Saved entries
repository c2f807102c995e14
pub mod frame_loop;
pub mod rng;
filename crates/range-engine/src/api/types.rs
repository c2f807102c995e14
use bytemuck::{Pod, Zeroable};

/// A game event communicated from Rust to TypeScript.
/// Generic container: `kind` identifies the event, `a/b/c` carry payload.
/// The meaning of each kind is defined by the game.
#[repr(C)]
#[derive(Debug, Clone, Copy, Default, PartialEq, Pod, Zeroable)]
pub struct GameEvent {
    pub kind: f32,
    pub a: f32,
    pub b: f32,
    pub c: f32,
}

impl GameEvent {
    pub const FLOATS: usize = 4;

    pub fn new(kind: f32, a: f32, b: f32, c: f32) -> Self {
        Self { kind, a, b, c }
    }
}
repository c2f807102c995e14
//! Shot meter presentations.
//!
//! Both strategies read the same two numbers; the host decides how to draw
//! the values they publish on the HUD gauge.

use crate::config::MeterStyle;

pub trait ShotMeter {
    /// Gauge values for the current ammunition.
    fn readout(&self, remaining: u32, max: u32) -> Vec<f32>;
}

/// One value per shot: 1.0 available, 0.0 used. Shots are used up from the end.
pub struct IndicatorMeter;

impl ShotMeter for IndicatorMeter {
    fn readout(&self, remaining: u32, max: u32) -> Vec<f32> {
        (0..max)
            .map(|i| if i < remaining { 1.0 } else { 0.0 })
            .collect()
    }
}

/// A single percentage: `remaining / max * 100`.
pub struct FillMeter;

impl ShotMeter for FillMeter {
    fn readout(&self, remaining: u32, max: u32) -> Vec<f32> {
        if max == 0 {
            return vec![0.0];
        }
        vec![remaining.min(max) as f32 / max as f32 * 100.0]
    }
}

pub fn meter_for(style: MeterStyle) -> Box<dyn ShotMeter> {
    match style {
        MeterStyle::Indicators => Box::new(IndicatorMeter),
        MeterStyle::Fill => Box::new(FillMeter),
    }
}
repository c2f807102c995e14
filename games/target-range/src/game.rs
use glam::Vec2;
use range_engine::{
    EngineContext, Game, GameConfig, GameEvent, InputEvent, InputQueue, RenderContext, Surface,
};

use crate::config::RangeConfig;
use crate::meter::meter_for;
use crate::scoreboard::{Scoreboard, Status, SLOT_COUNT};
use crate::session::{Phase, Session, ShotOutcome};
use crate::target::{random_velocity, Target};

/// Custom event kinds from the page UI
pub mod events {
    pub const RESET: u32 = 1;
}

/// Game event kinds to the page
pub mod game_events {
    /// a = score, b = shots remaining, c = max shots
    pub const SCOREBOARD: f32 = 1.0;
    /// a = 1 hit / 0 miss, b/c = click point
    pub const SHOT: f32 = 2.0;
    /// a = final score. The page should grey out the canvas.
    pub const GAME_OVER: f32 = 3.0;
    pub const RESET: f32 = 4.0;
}

/// Click-to-shoot target range: one bouncing target, a fixed number of shots.
pub struct TargetRange {
    config: RangeConfig,
    target: Target,
    session: Session,
    scoreboard: Scoreboard,
}

impl TargetRange {
    pub fn new() -> Self {
        Self::with_config(RangeConfig::default())
    }

    pub fn with_config(config: RangeConfig) -> Self {
        let center = Vec2::new(config.world_width, config.world_height) / 2.0;
        Self {
            target: Target::new(center, Vec2::ZERO, config.target_radius),
            session: Session::new(config.max_shots, config.hit_reward),
            scoreboard: Scoreboard::new(meter_for(config.meter)),
            config,
        }
    }

    pub fn target(&self) -> &Target {
        &self.target
    }

    pub fn session(&self) -> &Session {
        &self.session
    }

    /// Centre the target on the drawing surface and launch it in a random direction.
    fn relaunch(&mut self, ctx: &mut EngineContext) {
        self.target.pos = ctx.surface / 2.0;
        self.target.vel = random_velocity(&mut ctx.rng, self.config.speed_x, self.config.speed_y);
    }

    fn publish(&self, ctx: &mut EngineContext, status: Status) {
        self.scoreboard.publish(&mut ctx.hud, &self.session, status);
        ctx.emit_event(GameEvent::new(
            game_events::SCOREBOARD,
            self.session.score() as f32,
            self.session.shots_remaining() as f32,
            self.session.max_shots() as f32,
        ));
    }

    /// Judge a click against the target's current position.
    /// Returns `None` when the game is over and shots are disabled.
    pub fn handle_shot(&mut self, ctx: &mut EngineContext, point: Vec2) -> Option<ShotOutcome> {
        if self.session.is_over() {
            return None;
        }

        let outcome = if self.target.contains(point) {
            ShotOutcome::Hit
        } else {
            ShotOutcome::Miss
        };
        let phase = self.session.record(outcome);
        log::debug!(
            "shot at ({:.1}, {:.1}): {:?}, {} left",
            point.x,
            point.y,
            outcome,
            self.session.shots_remaining()
        );

        let hit = if outcome == ShotOutcome::Hit { 1.0 } else { 0.0 };
        ctx.emit_event(GameEvent::new(game_events::SHOT, hit, point.x, point.y));

        let status = match outcome {
            ShotOutcome::Hit => Status::Hit,
            ShotOutcome::Miss => Status::Miss,
        };
        self.publish(ctx, status);

        if phase == Phase::GameOver {
            self.end_game(ctx);
        }
        Some(outcome)
    }

    fn end_game(&mut self, ctx: &mut EngineContext) {
        let final_score = self.session.score();
        log::info!(
            "Game over after {} shots, final score {}",
            self.session.shots_taken(),
            final_score
        );
        ctx.frame_loop.stop();
        self.publish(ctx, Status::GameOver { final_score });
        ctx.emit_event(GameEvent::new(game_events::GAME_OVER, final_score as f32, 0.0, 0.0));
    }

    /// Start a fresh session. Restarts the frame loop if the last game ended.
    pub fn reset_game(&mut self, ctx: &mut EngineContext) {
        self.session.reset();
        self.relaunch(ctx);
        ctx.frame_loop.resume();
        self.publish(ctx, Status::Prompt);
        ctx.emit_event(GameEvent::new(game_events::RESET, 0.0, 0.0, 0.0));
        log::info!("New game: {} shots", self.session.max_shots());
    }
}

impl Default for TargetRange {
    fn default() -> Self {
        Self::new()
    }
}

impl Game for TargetRange {
    fn config(&self) -> GameConfig {
        GameConfig {
            world_width: self.config.world_width,
            world_height: self.config.world_height,
            max_circles: 16,
            hud_slots: SLOT_COUNT,
            ..GameConfig::default()
        }
    }

    fn configure(&mut self, json: &str) -> Result<(), Box<dyn std::error::Error>> {
        let config = RangeConfig::from_json(json)?;
        log::info!(
            "Config loaded: {} shots, radius {}, {:?} meter",
            config.max_shots,
            config.target_radius,
            config.meter
        );
        *self = Self::with_config(config);
        Ok(())
    }

    fn init(&mut self, ctx: &mut EngineContext) {
        self.relaunch(ctx);
        self.publish(ctx, Status::Prompt);
        log::info!("TargetRange: target launched at {:?}", self.target.vel);
    }

    fn input(&mut self, ctx: &mut EngineContext, input: &InputQueue) {
        for event in input.iter() {
            match event {
                InputEvent::PointerDown { x, y } => {
                    self.handle_shot(ctx, Vec2::new(*x, *y));
                }
                InputEvent::Custom { kind, .. } if *kind == events::RESET => {
                    self.reset_game(ctx);
                }
                _ => {}
            }
        }
    }

    fn update(&mut self, ctx: &mut EngineContext) {
        self.target.advance(ctx.surface);
    }

    fn render(&self, ctx: &mut RenderContext) {
        for (radius, color) in self.target.rings() {
            ctx.circles
                .fill_circle(self.target.pos, radius, self.config.ring_colors[color]);
        }
    }
}
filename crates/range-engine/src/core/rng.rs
//! Seedable pseudo-random number generator (xorshift64).
//! Deterministic, fast, no-std compatible.

/// Seedable pseudo-random number generator (xorshift64).
#[derive(Debug, Clone)]
pub struct Rng {
    state: u64,
}

impl Rng {
    pub fn new(seed: u64) -> Self {
        Rng {
            state: if seed == 0 { 1 } else { seed },
        }
    }

    fn next_u64(&mut self) -> u64 {
        let mut x = self.state;
        x ^= x << 13;
        x ^= x >> 7;
        x ^= x << 17;
        self.state = x;
        x
    }

    /// Uniform float in [0, 1). Uses the top 24 bits so every value is exact in f32.
    pub fn next_f32(&mut self) -> f32 {
        (self.next_u64() >> 40) as f32 / (1u32 << 24) as f32
    }

    /// Uniform float in [lo, hi).
    pub fn range(&mut self, lo: f32, hi: f32) -> f32 {
        let v = lo + self.next_f32() * (hi - lo);
        // f32 rounding can land exactly on hi
        if v < hi {
            v
        } else {
            lo
        }
    }

    /// +1.0 or -1.0 with equal probability.
    pub fn sign(&mut self) -> f32 {
        if self.next_u64() >> 63 == 0 {
            1.0
        } else {
            -1.0
        }
    }
}
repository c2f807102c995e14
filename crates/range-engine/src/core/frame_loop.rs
/// Fixed-step frame loop with an explicit running flag.
///
/// The host pumps variable frame deltas in through `accumulate`; game logic
/// runs a whole number of fixed steps per frame. A stopped loop yields no
/// steps at all, which is how a game ends its animation without relying on
/// the host to notice.
pub struct FrameLoop {
    /// The fixed delta time per step.
    dt: f32,
    /// Accumulated time from variable frame deltas.
    accumulator: f32,
    running: bool,
    /// Fixed steps run since creation.
    frames: u64,
}

/// Cap to prevent a spiral of death after a long stall.
const MAX_STEPS_PER_FRAME: u32 = 10;

impl FrameLoop {
    pub fn new(dt: f32) -> Self {
        Self {
            dt,
            accumulator: 0.0,
            running: true,
            frames: 0,
        }
    }

    /// Add frame time to the accumulator. Returns the number of fixed steps to run.
    pub fn accumulate(&mut self, frame_dt: f32) -> u32 {
        if !self.running {
            return 0;
        }
        self.accumulator += frame_dt.max(0.0);
        self.accumulator = self.accumulator.min(self.dt * MAX_STEPS_PER_FRAME as f32);
        let steps = (self.accumulator / self.dt) as u32;
        self.accumulator -= steps as f32 * self.dt;
        self.frames += steps as u64;
        steps
    }

    /// Stop stepping. Further `accumulate` calls yield zero steps.
    pub fn stop(&mut self) {
        if self.running {
            log::debug!("frame loop stopped after {} frames", self.frames);
        }
        self.running = false;
    }

    /// Resume stepping. Time that piled up while stopped is discarded.
    pub fn resume(&mut self) {
        if !self.running {
            log::debug!("frame loop resumed");
        }
        self.running = true;
        self.accumulator = 0.0;
    }

    pub fn is_running(&self) -> bool {
        self.running
    }

    /// Fixed steps run so far.
    pub fn frames(&self) -> u64 {
        self.frames
    }

    /// The fixed delta time.
    pub fn dt(&self) -> f32 {
        self.dt
    }
}
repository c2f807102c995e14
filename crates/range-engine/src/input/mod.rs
pub mod queue;
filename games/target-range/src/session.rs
/// Game phases. Reset is the only way out of `GameOver`.
#[derive(Debug, Clone, Copy, PartialEq, Eq)]
pub enum Phase {
    Playing,
    GameOver,
}

#[derive(Debug, Clone, Copy, PartialEq, Eq)]
pub enum ShotOutcome {
    Hit,
    Miss,
}

/// Score and ammunition for one play-through.
#[derive(Debug, Clone)]
pub struct Session {
    score: u32,
    shots_remaining: u32,
    max_shots: u32,
    hit_reward: u32,
    phase: Phase,
}

impl Session {
    pub fn new(max_shots: u32, hit_reward: u32) -> Self {
        Self {
            score: 0,
            shots_remaining: max_shots,
            max_shots,
            hit_reward,
            phase: Phase::Playing,
        }
    }

    /// Book one shot. Ignored once the session is over.
    /// Returns the phase after the shot.
    pub fn record(&mut self, outcome: ShotOutcome) -> Phase {
        if self.phase == Phase::GameOver {
            return self.phase;
        }
        if outcome == ShotOutcome::Hit {
            self.score = self.score.saturating_add(self.hit_reward);
        }
        self.shots_remaining = self.shots_remaining.saturating_sub(1);
        if self.shots_remaining == 0 {
            self.phase = Phase::GameOver;
        }
        self.phase
    }

    pub fn reset(&mut self) {
        self.score = 0;
        self.shots_remaining = self.max_shots;
        self.phase = Phase::Playing;
    }

    pub fn score(&self) -> u32 {
        self.score
    }

    pub fn shots_remaining(&self) -> u32 {
        self.shots_remaining
    }

    pub fn max_shots(&self) -> u32 {
        self.max_shots
    }

    pub fn shots_taken(&self) -> u32 {
        self.max_shots - self.shots_remaining
    }

    pub fn phase(&self) -> Phase {
        self.phase
    }

    pub fn is_over(&self) -> bool {
        self.phase == Phase::GameOver
    }
}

ASSIGNMENT = Among the lines above, find those with the word "ShotOutcome". Copy them.

ANSWER SECTION =
use crate::session::{Phase, Session, ShotOutcome};
    pub fn handle_shot(&mut self, ctx: &mut EngineContext, point: Vec2) -> Option<ShotOutcome> {
            ShotOutcome::Hit
            ShotOutcome::Miss
        let hit = if outcome == ShotOutcome::Hit { 1.0 } else { 0.0 };
            ShotOutcome::Hit => Status::Hit,
            ShotOutcome::Miss => Status::Miss,
pub enum ShotOutcome {
    pub fn record(&mut self, outcome: ShotOutcome) -> Phase {
        if outcome == ShotOutcome::Hit {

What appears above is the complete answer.